IF SOMEONE asked you to point to the oldest human feature of a typical piece of Yorkshire Dales landscape, it would not be the barns, walls, farmhouses or even ancient earthworks. It would be the humble footpath or green track over the hills.

Since the Dales countryside was settled by farmers in Bronze Age times, human feet have beaten tracks, connecting ancient settlements, or creating trading routes across the fells. Many such ways are still in use, later-built walls having gates and stiles to permit what is an ancient right of passage.

Every footpath has a purpose – to link hamlets and villages with a market town, parishioners’ ways to church, or even – as in the celebrated Corpse Road in Swaledale - permitting the carrying of a corpse in a wicker coffin to consecrated ground.

Every age contributes to the footpath heritage. Monastic tracks and drove roads linked Abbeys to outlying granges, early industrial paths, often flagged, connect mills and cottages. At time of the great Enclosures, paths were retained across fields to viewpoints or features of interest for the healthy exercise of local inhabitants.

With the motoring revolution after World War II many of these paths became little used and even forgotten for decades as Dales communities took to their cars. But thanks to that great piece of legislation, the 1949 National Park and Access to the Countryside Act, all paths that had been in use in living memory had to be recorded on what became known as the Definitive Maps.

Creating the Definitive Maps in areas like the Yorkshire Dales was a magnificent achievement. It took around 20 years, parish by parish, in various stages, from Draft, Provisional to Definitive. Finally by the 1970s, maps could be printed and published by the Ordnance Survey. For the price of a map this magnificent living heritage is now there for everyone to enjoy.

But it was not created without a great deal of effort, mainly by volunteers, nor without controversy. In most Parishes local people worked with their Parish Council and County Council to painstakingly record from their local knowledge and memories, just where the paths were and where they went. They were supported by members of the Ramblers and other local walking and footpath groups. Sometimes old documents had to be consulted – Enclosure Awards locked in county archives, Tythe maps, property sale records and much besides. An ancient principle of English Common Law going back to Anglo Saxon times is that “once a highway always a highway”. If it can be proved in a court of inquiry that for at least a 20 year period a path had been used without hindrance and that evidence could be given by several people, then that is strong evidence of a public right.

But not everyone was pleased. Many landowners resented the fact that people were claiming the right to walk over their land. In some cases stiles had long been wired up or bricked over. At the public inquiries there were claims and counter claims. Gamekeepers would swear that they had always turned walkers back or that the path in question had never been used. Other landowners and farmers grumbled that people walking over their land would interfere with farming. Why should usage a hundred or more years ago allow such these paths to be claimed, especially by people who lived miles away, as legitimate walking routes, when they were only local village paths?

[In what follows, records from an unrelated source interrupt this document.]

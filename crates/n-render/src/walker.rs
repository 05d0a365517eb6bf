// SPDX-License-Identifier: MIT
//
// Reconciling walker: paints a node tree into a buffer, reusing whatever
// the cache already holds.
//
// Depth-first, parents before children, children stacked top to bottom
// below their parent's header rows. Per node:
//
//   1. Measure against the space left, clamp, place at the running offset.
//   2. Zero area: store an empty surface, stop. Nothing to show or cull.
//   3. Outside the viewport: stop. Children are not visited.
//   4. Clean (not dirty, no dirty reasons, nothing dirty below it) and the
//      fast path is on: blit the surface stored under the node's previous
//      fingerprint, if it still fits. Stop.
//   5. Hash the subtree. Unless the node or a descendant carries dirty
//      reasons, a surface stored under exactly this fingerprint and
//      environment is blitted. Stop.
//   6. Paint the node, walk its children, capture the result.
//
// Captured surfaces are held back in the returned `Painted` frame. They
// reach the cache only on `commit`, so a frame abandoned after painting
// leaves the cache as it found it.
//
// The cache key fingerprint covers the whole subtree: the node's own
// structural hash, its measured size, its header, and every child's subtree
// fingerprint in order. A surface holds the children's cells too, so a
// parent's key must change when any child's output does. For the same
// reason dirtiness propagates upwards: a dirty leaf makes every ancestor
// take the slow path.
//
// Subtree fingerprints are memoized per frame by `(node, available size)`,
// so hashing the root and then descending into children that miss costs
// each node one hash, not one per ancestor.

use std::collections::hash_map::DefaultHasher;
use std::collections::{HashMap, HashSet};
use std::hash::{Hash, Hasher};
use std::sync::Arc;

use crate::buffer::TerminalBuffer;
use crate::cache::{CacheKey, RenderCache, Surface};
use crate::env::TerminalEnvironment;
use crate::geometry::{Point, Rect, Size, Viewport};
use crate::graph::DirtySet;
use crate::node::{Canvas, Fingerprint, NodeId, Renderable};

// ─── Inputs & Outputs ───────────────────────────────────────────────────────

/// Everything a walk reads besides the tree and the target buffer.
#[derive(Clone, Copy)]
pub struct WalkContext<'a> {
    pub cache: &'a RenderCache,
    pub dirty: &'a DirtySet,
    pub viewport: Viewport,
    pub env: TerminalEnvironment,
    /// Serve clean nodes from their previous fingerprint without hashing.
    pub trust_dirty_tracking: bool,
}

/// What a walk did.
#[derive(Debug, Clone, Copy, Default, PartialEq, Eq)]
pub struct WalkStats {
    /// Nodes reached, culled ones included.
    pub walked: u32,
    /// Nodes whose `render` ran.
    pub painted: u32,
    /// Nodes skipped for lying outside the viewport.
    pub culled: u32,
    /// Nodes served from the cache.
    pub hits: u32,
    /// Surfaces captured for the cache.
    pub stores: u32,
}

/// A painted frame whose surfaces have not been stored yet.
#[must_use = "surfaces reach the cache only through `commit`"]
pub struct Painted {
    pub stats: WalkStats,
    surfaces: Vec<(CacheKey, Surface)>,
}

impl Painted {
    /// Surfaces waiting for `commit`.
    #[must_use]
    pub fn pending(&self) -> usize {
        self.surfaces.len()
    }

    /// Store every captured surface in `cache`.
    pub fn commit(self, cache: &RenderCache) -> WalkStats {
        for (key, surface) in self.surfaces {
            cache.store(key, surface);
        }
        self.stats
    }
}

/// Paint `root` into `target`, anchored at the top-left corner and offered
/// the whole buffer. The cache is only read.
pub fn paint(root: &dyn Renderable, target: &mut TerminalBuffer, ctx: &WalkContext<'_>) -> Painted {
    let available = target.size();
    let mut walker = Walker::new(target, ctx);
    walker.collect(root);
    walker.walk_node(root, Point::ORIGIN, available);
    Painted {
        stats: walker.stats,
        surfaces: walker.surfaces,
    }
}

/// [`paint`], then commit straight away.
pub fn walk(root: &dyn Renderable, target: &mut TerminalBuffer, ctx: &WalkContext<'_>) -> WalkStats {
    paint(root, target, ctx).commit(ctx.cache)
}

// ─── Walker ─────────────────────────────────────────────────────────────────

struct Walker<'a, 'c> {
    buffer: &'a mut TerminalBuffer,
    ctx: &'a WalkContext<'c>,
    /// Nodes that are dirty, carry dirty reasons, or have such a descendant.
    forced: HashSet<NodeId>,
    /// Nodes that carry dirty reasons or have a descendant that does.
    reasoned: HashSet<NodeId>,
    memo: HashMap<(NodeId, Size), Fingerprint>,
    surfaces: Vec<(CacheKey, Surface)>,
    stats: WalkStats,
}

impl<'a, 'c> Walker<'a, 'c> {
    fn new(buffer: &'a mut TerminalBuffer, ctx: &'a WalkContext<'c>) -> Self {
        Self {
            buffer,
            ctx,
            forced: HashSet::new(),
            reasoned: HashSet::new(),
            memo: HashMap::new(),
            surfaces: Vec::new(),
            stats: WalkStats::default(),
        }
    }

    /// Pre-pass: find the nodes that must skip the fast path, and those
    /// that must skip the cache altogether. Returns `(forced, reasoned)`
    /// for `node`.
    fn collect(&mut self, node: &dyn Renderable) -> (bool, bool) {
        let mut reasoned = !node.dirty_reasons().is_empty();
        let mut forced = reasoned || self.ctx.dirty.contains(node.id());
        for child in node.children() {
            let (child_forced, child_reasoned) = self.collect(child.as_ref());
            forced |= child_forced;
            reasoned |= child_reasoned;
        }
        if forced {
            self.forced.insert(node.id());
        }
        if reasoned {
            self.reasoned.insert(node.id());
        }
        (forced, reasoned)
    }

    fn is_forced(&self, id: NodeId) -> bool {
        self.ctx.dirty.is_all() || self.forced.contains(&id)
    }

    /// Walk one node placed at `origin` with `available` space. Returns the
    /// size it occupies, which the parent uses to place the next sibling.
    fn walk_node(&mut self, node: &dyn Renderable, origin: Point, available: Size) -> Size {
        self.stats.walked += 1;

        let size = node.measure(available).min(available);
        let rect = Rect::new(origin, size);
        let env = self.ctx.env;

        if size.is_empty() {
            let fingerprint = self.fingerprint(node, available);
            let key = CacheKey::new(node.id(), fingerprint, env);
            if self.ctx.cache.lookup(&key).is_none() {
                self.surfaces.push((key, Surface::empty(rect, env)));
                self.stats.stores += 1;
            }
            return size;
        }

        let Some(visible) = self.ctx.viewport.clip(rect) else {
            self.stats.culled += 1;
            return size;
        };

        if self.ctx.trust_dirty_tracking && !self.is_forced(node.id()) {
            let previous = self.ctx.cache.lookup_previous(node.id(), env);
            if self.try_blit(previous.map(|(_, surface)| surface), rect, visible) {
                return size;
            }
        }

        let fingerprint = self.fingerprint(node, available);
        let key = CacheKey::new(node.id(), fingerprint, env);

        if !self.reasoned.contains(&node.id()) {
            let exact = self.ctx.cache.lookup(&key);
            if self.try_blit(exact, rect, visible) {
                return size;
            }
        }

        node.render(&mut Canvas::new(self.buffer, rect, visible, env));
        self.stats.painted += 1;

        let mut used = node.header_rows().min(size.height);
        for child in node.children() {
            let remaining = Size::new(size.width, size.height - used);
            let child_size = self.walk_node(child.as_ref(), origin.offset(0, used), remaining);
            used += child_size.height;
        }

        let surface = Surface::capture(self.buffer, rect, visible, env);
        self.surfaces.push((key, surface));
        self.stats.stores += 1;
        size
    }

    /// Blit `surface` if it can stand in for a node at `rect`.
    fn try_blit(&mut self, surface: Option<Arc<Surface>>, rect: Rect, visible: Rect) -> bool {
        match surface {
            Some(surface) if surface.fits(rect, Some(visible)) => {
                surface.blit_into(self.buffer, rect, visible);
                self.stats.hits += 1;
                true
            }
            _ => false,
        }
    }

    /// Subtree fingerprint of `node` when offered `available`.
    fn fingerprint(&mut self, node: &dyn Renderable, available: Size) -> Fingerprint {
        if let Some(&fp) = self.memo.get(&(node.id(), available)) {
            return fp;
        }

        let size = node.measure(available).min(available);
        let mut hasher = DefaultHasher::new();
        node.structural_hash().hash(&mut hasher);
        size.hash(&mut hasher);
        node.header_rows().hash(&mut hasher);

        let mut used = node.header_rows().min(size.height);
        for child in node.children() {
            let remaining = Size::new(size.width, size.height - used);
            self.fingerprint(child.as_ref(), remaining).hash(&mut hasher);
            used += child.measure(remaining).min(remaining).height;
        }

        let fp = Fingerprint(hasher.finish());
        self.memo.insert((node.id(), available), fp);
        fp
    }
}

// ─── Tests ──────────────────────────────────────────────────────────────────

Despite sometimes heated exchanges the Inspectors remained calm and did an excellent job. In large parishes with an active population most paths were recorded and are there today on the Definitive Maps. In smaller and remoter parishes, with only a Parish meeting, many villagers were less prepared to speak out against the local landowner who allowed them to walk across his fields but didn’t want strangers doing so. So even to this day, less paths are recorded in some areas of the Dales. And whilst it is possible to claim lost footpaths and bridleways if evidence can be produced, the Government has decided that after 2026 any such ancient right not recorded on the Definitive Maps will disappear for ever. Little wonder that walkers and riders organisations are concerned to ensure that any missing paths are recorded in good time.

Nowhere else in Europe, and maybe the world, is there such a wonderful footpath and bridleway heritage as England and Wales, and it is a heritage to be proud of. But rights also bring responsibilities. Walkers only have a right of passage along a strip of land, no more than around a metre wide, and not to stroll elsewhere across field or woodland, nor allow dogs to wander at will. Gates have to be closed and litter taken home, and the work of the countryside respected. Footpaths also have to be looked after. Well signed and waymarked paths reduce trespass and nuisance. With over 2,000km of footpaths and bridleways in the National Park alone, maintenance is a major task for the Yorkshire Dales National Park Authority. But equally it is now realised the rights of way network is a major asset for the Dales. Not only is walking of huge benefit to personal physical and mental health, a preventive medicine that saves National Health service millions, but walkers spend significant amounts of money in local shops, cafes, overnight accommodation. Footpaths are now crucial to the Dales economy.